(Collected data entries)

- - - - -

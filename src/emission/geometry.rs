//! Pure geometric transforms shared by every draw routine in the
//! Emission Pipeline.
//!
//! Grounded in `original_source/DyCore/src/render/render.cpp`
//! (`pos_to_horzPos`, `time_to_vertPos`, `get_note_pos`, `get_note_alpha`,
//! `get_note_rotation`).

use crate::layout::LayoutConstants;
use crate::note::NoteSide;

/// Maps a lane position to the on-axis screen coordinate. Centre-side
/// notes use a 300px-per-unit scale around the horizontal midline; L/R
/// side notes use 150px-per-unit around the vertical midline.
pub fn pos_to_horizontal(pos: f64, side: NoteSide, layout: &LayoutConstants) -> f64 {
    match side {
        NoteSide::Center => layout.base_res_w / 2.0 + (pos - 2.5) * 300.0,
        _ => layout.base_res_h / 2.0 + (2.5 - pos) * 150.0,
    }
}

/// Maps `(time, side)` to the off-axis screen coordinate, moving toward
/// the judgement line as `time` approaches `now`.
pub fn time_to_vertical(
    time: f64,
    now: f64,
    speed: f64,
    side: NoteSide,
    layout: &LayoutConstants,
) -> f64 {
    match side {
        NoteSide::Center => {
            layout.base_res_h - layout.judge_line_below_from_bottom - (time - now) * speed
        }
        NoteSide::Left | NoteSide::Right => {
            let direction = if side == NoteSide::Left { -1.0 } else { 1.0 };
            layout.base_res_w / 2.0
                + direction * (layout.base_res_w / 2.0 - speed * (time - now) - layout.judge_line_side_from_edge)
        }
    }
}

/// Full screen position of a note given its `(side, time, position)`.
pub fn note_pos(
    side: NoteSide,
    time: f64,
    position: f64,
    now: f64,
    speed: f64,
    layout: &LayoutConstants,
) -> (f64, f64) {
    if side == NoteSide::Center {
        (
            pos_to_horizontal(position, side, layout),
            time_to_vertical(time, now, speed, side, layout),
        )
    } else {
        (
            time_to_vertical(time, now, speed, side, layout),
            pos_to_horizontal(position, side, layout),
        )
    }
}

/// L/R notes fade linearly with distance from the centreline, clamped to
/// `[0.25, 1.0]`; centre notes are always fully opaque.
pub fn note_alpha(side: NoteSide, pos: (f64, f64), layout: &LayoutConstants) -> f64 {
    if side == NoteSide::Center {
        1.0
    } else {
        let t = (pos.0 - layout.base_res_w / 2.0).abs() / (0.3 * layout.base_res_w);
        (0.25 + t * (1.0 - 0.25)).clamp(0.25, 1.0)
    }
}

/// Rotation in degrees applied about the sprite's own centre.
pub fn note_rotation(side: NoteSide) -> f64 {
    match side {
        NoteSide::Center => 0.0,
        NoteSide::Left => 270.0,
        NoteSide::Right => 90.0,
    }
}

#[cfg(test)]
mod tests {
    use super::*;

    #[test]
    fn centre_alpha_is_always_opaque() {
        let layout = LayoutConstants::default();
        assert_eq!(note_alpha(NoteSide::Center, (0.0, 0.0), &layout), 1.0);
    }

    #[test]
    fn side_alpha_clamps_to_quarter_minimum() {
        let layout = LayoutConstants::default();
        let pos = (layout.base_res_w / 2.0, 0.0);
        assert_eq!(note_alpha(NoteSide::Left, pos, &layout), 0.25);
    }

    #[test]
    fn rotation_matches_side() {
        assert_eq!(note_rotation(NoteSide::Center), 0.0);
        assert_eq!(note_rotation(NoteSide::Left), 270.0);
        assert_eq!(note_rotation(NoteSide::Right), 90.0);
    }
}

- - - - -

◆ Work instructions
Working through the records above, establish how many lines contain the string "Right", and reply with the number by itself.

◆ Your response
3